The more I look back on the trip the more it seems to culminate a lot of the ongoing processes of life for me in generative and positive ways.

I decided to educate myself more about Peru, it's history, and the struggles between left-guerillas in the countryside and an increasingly authoritarian state all verge on issues I want to explore for the dissertation, although mostly tangentially. Peru had a rather unique group emerge out of the late-70s/early-80s insurrectionary struggles going on throughout Latin America. They were dubbed Sendero Luminoso (The Shining Path), a break off group from other Maoist currents in Peru at the time. It's leader, a former political philosopher, Abimael Guzmán, insisted on the necessity of crossing "the river of blood" into a glorious post-capitalist world for which Peru was its threshold. This meant a strategy of attempting to choke the remnants of colonial social relations, capitalist exploitation, and neo-colonial arrangements from the society and the people through guerilla operations, reeducation, and terrorism. I don't know enough about them to say much beyond that their rhetoric seems born of a kind of mode of prophecy as much as politics, as killing in the name of the future seems to be highly valued for Sendero Luminoso (see Vice Magazine's article on contemporary musical dispatches from the group). Mario Vargas Llosa, the most recent winner of the Nobel Prize for literature, and perhaps one of the more right-wing members (he ran for president of Peru once on a neo-liberal platform, ugh!) of, what America's literary public likes to define as Latin America's New Narrative form, has written a novel on the issue called Lituma en Los Andes or Death in the Andes which I am still reading despite having visited Peru over a month ago. Llosa apparently once got into fisticuffs with Gabriel Garcia Marquez, perhaps over Marquez's wife (this part could be a rumor), in the Museo de Bellas Artes in downtown Mexico City.

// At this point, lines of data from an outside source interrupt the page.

use once_cell::sync::Lazy;
use regex::Regex;

use super::ProductError;

/// Six groups of five uppercase alphanumerics joined by five dashes.
pub const PRODUCT_ID_LEN: usize = 35;

const PRODUCT_ID_PATTERN: &str =
    r"^[A-Z0-9]{5}-[A-Z0-9]{5}-[A-Z0-9]{5}-[A-Z0-9]{5}-[A-Z0-9]{5}-[A-Z0-9]{5}$";

static PRODUCT_ID_REGEX: Lazy<Result<Regex, regex::Error>> =
    Lazy::new(|| Regex::new(PRODUCT_ID_PATTERN));

/// Checks the length and then the shape of a product id.
///
/// # Errors
/// - `InvalidLength` if the id is not exactly [`PRODUCT_ID_LEN`] bytes long
/// - `InvalidFormat` if it does not match `XXXXX-XXXXX-XXXXX-XXXXX-XXXXX-XXXXX`
/// - `PatternError` if the pattern itself failed to compile
pub fn validate_product_id(id: &str) -> Result<(), ProductError> {
    let actual = id.len();
    if actual != PRODUCT_ID_LEN {
        return Err(ProductError::InvalidLength {
            expected: PRODUCT_ID_LEN,
            actual,
        });
    }

    let regex = PRODUCT_ID_REGEX
        .as_ref()
        .map_err(|e| ProductError::PatternError(e.to_string()))?;

    if !regex.is_match(id) {
        return Err(ProductError::InvalidFormat(id.to_string()));
    }

    Ok(())
}
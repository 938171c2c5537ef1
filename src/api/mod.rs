//! HTTP surface: routes, envelope, CORS.
//!
//! | Route | Method |
//! |---|---|
//! | `/api/v1/products` | GET |
//! | `/api/v1/product` | POST |
//! | `/api/v1/product?id=` | DELETE, PUT |
//! | `/health` | GET |

pub mod cors;
pub mod error;
pub mod handlers;
pub mod response;

use axum::routing::get;
use axum::{middleware, Router};
use tower_http::trace::TraceLayer;

use crate::clients::ProductClient;
use handlers::AppState;

pub fn router(product_client: ProductClient) -> Router {
    let v1 = Router::new()
        .route("/products", get(handlers::list_products))
        .route(
            "/product",
            axum::routing::post(handlers::create_product)
                .delete(handlers::delete_product)
                .put(handlers::rename_product),
        )
        .method_not_allowed_fallback(handlers::method_not_allowed);

    Router::new()
        .route("/health", get(handlers::health))
        .nest("/api/v1", v1)
        .method_not_allowed_fallback(handlers::method_not_allowed)
        .fallback(handlers::not_found)
        .layer(middleware::from_fn(cors::cors))
        .layer(TraceLayer::new_for_http())
        .with_state(AppState { product_client })
}
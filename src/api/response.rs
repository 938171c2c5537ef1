use axum::http::StatusCode;
use axum::response::{IntoResponse, Response};
use axum::Json;
use serde::{Serialize, Serializer};

use crate::product::ErrorKind;

/// Uniform JSON envelope around every response body:
/// `{ "status", "code", "message", "data" }`.
#[derive(Debug, Clone, PartialEq)]
pub enum ApiResponse<T> {
    Success {
        code: StatusCode,
        message: String,
        data: T,
    },
    Failure {
        kind: ErrorKind,
        message: String,
    },
}

impl<T> ApiResponse<T> {
    pub fn success(code: StatusCode, data: T, message: impl Into<String>) -> Self {
        ApiResponse::Success {
            code,
            message: message.into(),
            data,
        }
    }

    pub fn failure(kind: ErrorKind, message: impl Into<String>) -> Self {
        ApiResponse::Failure {
            kind,
            message: message.into(),
        }
    }

    pub fn status_code(&self) -> StatusCode {
        match self {
            ApiResponse::Success { code, .. } => *code,
            ApiResponse::Failure { kind, .. } => status_for(*kind),
        }
    }
}

pub fn status_for(kind: ErrorKind) -> StatusCode {
    match kind {
        ErrorKind::MalformedInput | ErrorKind::ValidationFailed => StatusCode::BAD_REQUEST,
        ErrorKind::Conflict => StatusCode::CONFLICT,
        ErrorKind::NotFound => StatusCode::NOT_FOUND,
        ErrorKind::MethodNotAllowed => StatusCode::METHOD_NOT_ALLOWED,
        ErrorKind::InternalFailure => StatusCode::INTERNAL_SERVER_ERROR,
    }
}

#[derive(Serialize)]
struct Envelope<'a, T> {
    status: &'static str,
    code: u16,
    message: &'a str,
    data: Option<&'a T>,
}

impl<T: Serialize> Serialize for ApiResponse<T> {
    fn serialize<S: Serializer>(&self, serializer: S) -> Result<S::Ok, S::Error> {
        let code = self.status_code().as_u16();
        let envelope = match self {
            ApiResponse::Success { message, data, .. } => Envelope {
                status: "success",
                code,
                message,
                data: Some(data),
            },
            ApiResponse::Failure { message, .. } => Envelope {
                status: "error",
                code,
                message,
                data: None,
            },
        };
        envelope.serialize(serializer)
    }
}

impl<T: Serialize> IntoResponse for ApiResponse<T> {
    fn into_response(self) -> Response {
        (self.status_code(), Json(self)).into_response()
    }
}
use thiserror::Error;

use crate::store::StoreError;

/// Coarse classification of a failure, used to pick the HTTP status.
#[derive(Debug, Clone, Copy, PartialEq, Eq)]
pub enum ErrorKind {
    MalformedInput,
    ValidationFailed,
    Conflict,
    NotFound,
    MethodNotAllowed,
    InternalFailure,
}

/// Errors that can occur during product operations.
#[derive(Debug, Clone, Error, PartialEq)]
pub enum ProductError {
    #[error("Invalid product ID length: expected {expected}, got {actual}")]
    InvalidLength { expected: usize, actual: usize },
    #[error("Invalid product ID format: {0}")]
    InvalidFormat(String),
    #[error("Product already exists: {0}")]
    AlreadyExists(String),
    #[error("Product not found: {0}")]
    NotFound(String),
    #[error("Product ID pattern error: {0}")]
    PatternError(String),
    #[error("Product lookup error: {0}")]
    LookupError(String),
    #[error("Product database error: {0}")]
    DatabaseError(String),
    #[error("Actor communication error: {0}")]
    ActorCommunicationError(String),
}

impl ProductError {
    pub fn kind(&self) -> ErrorKind {
        match self {
            ProductError::InvalidLength { .. } | ProductError::InvalidFormat(_) => {
                ErrorKind::ValidationFailed
            }
            ProductError::AlreadyExists(_) => ErrorKind::Conflict,
            ProductError::NotFound(_) => ErrorKind::NotFound,
            ProductError::PatternError(_)
            | ProductError::LookupError(_)
            | ProductError::DatabaseError(_)
            | ProductError::ActorCommunicationError(_) => ErrorKind::InternalFailure,
        }
    }
}

impl From<StoreError> for ProductError {
    fn from(err: StoreError) -> Self {
        match err {
            StoreError::DuplicateKey(id) => ProductError::AlreadyExists(id),
            other => ProductError::DatabaseError(other.to_string()),
        }
    }
}

#[cfg(test)]
mod tests {
    use super::*;

    #[test]
    fn test_kind_mapping() {
        let cases = [
            (ProductError::InvalidLength { expected: 35, actual: 5 }, ErrorKind::ValidationFailed),
            (ProductError::InvalidFormat("x".into()), ErrorKind::ValidationFailed),
            (ProductError::AlreadyExists("x".into()), ErrorKind::Conflict),
            (ProductError::NotFound("x".into()), ErrorKind::NotFound),
            (ProductError::PatternError("x".into()), ErrorKind::InternalFailure),
            (ProductError::LookupError("x".into()), ErrorKind::InternalFailure),
            (ProductError::DatabaseError("x".into()), ErrorKind::InternalFailure),
            (ProductError::ActorCommunicationError("x".into()), ErrorKind::InternalFailure),
        ];
        for (err, kind) in cases {
            assert_eq!(err.kind(), kind, "{err}");
        }
    }

    #[test]
    fn test_duplicate_key_from_store_is_conflict() {
        let err = ProductError::from(StoreError::DuplicateKey("ABC".into()));
        assert_eq!(err, ProductError::AlreadyExists("ABC".into()));

        let err = ProductError::from(StoreError::Database("socket closed".into()));
        assert_eq!(err.kind(), ErrorKind::InternalFailure);
    }
}
use tokio::sync::oneshot;

use crate::domain::{Product, UpdateOutcome};
use crate::product::ProductError;

/// Generic type aliases for service communication
pub type ServiceResult<T, E> = std::result::Result<T, E>;
pub type ServiceResponse<T, E> = oneshot::Sender<ServiceResult<T, E>>;

/// Messages understood by the product service. Each variant carries its
/// parameters and a oneshot channel for the reply.
#[derive(Debug)]
pub enum ProductRequest {
    ListProducts {
        respond_to: ServiceResponse<Vec<Product>, ProductError>,
    },
    CreateProduct {
        product: Product,
        respond_to: ServiceResponse<Product, ProductError>,
    },
    DeleteProduct {
        id: String,
        respond_to: ServiceResponse<(), ProductError>,
    },
    RenameProduct {
        id: String,
        product_name: String,
        respond_to: ServiceResponse<UpdateOutcome, ProductError>,
    },
    Shutdown,
}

The Inca too, offer a unique counterpoint to some of my thinking about the indigenous histories of Latin America (I have read mostly about Meso-American peoples and their traditions) insofar as the history of human sacrifice seems highly contested (between my tour guides of various destinations, but also a short piece I read from a feminist anthropologist). Apparently although their societies enforced strict gender segregation and roles, they tended to be roles with a great deal of gender parity, insofar as women served similar ritual roles as men with gender specific power and knowledge-sharing kinship structures. Women in these powerful roles were then targeted by the Spanish Inquisition post-conquest as witches.

However, despite the militaristic missionary work of much of the Spanish empire the emissaries from Spain encouraged and pursued aesthetic cultural syncretisms with Andean/Inca culture to facilitate conversion. I saw a great deal of this fascinating cultural blending in the facades of churches and cathedrals throughout the country (in one case I was informed that St. James, who was in some cases interpreted as the Moor killer, was repurposed as a ritual figure for the practice of Andean black magic).

The Spanish also had a difficult time destroying what were the foundations on Incan temples, buildings, and city walls so instead they often built on top of them. We saw a number of churches and walls in the Sacred Valley and in Cusco built on the former Incan foundations.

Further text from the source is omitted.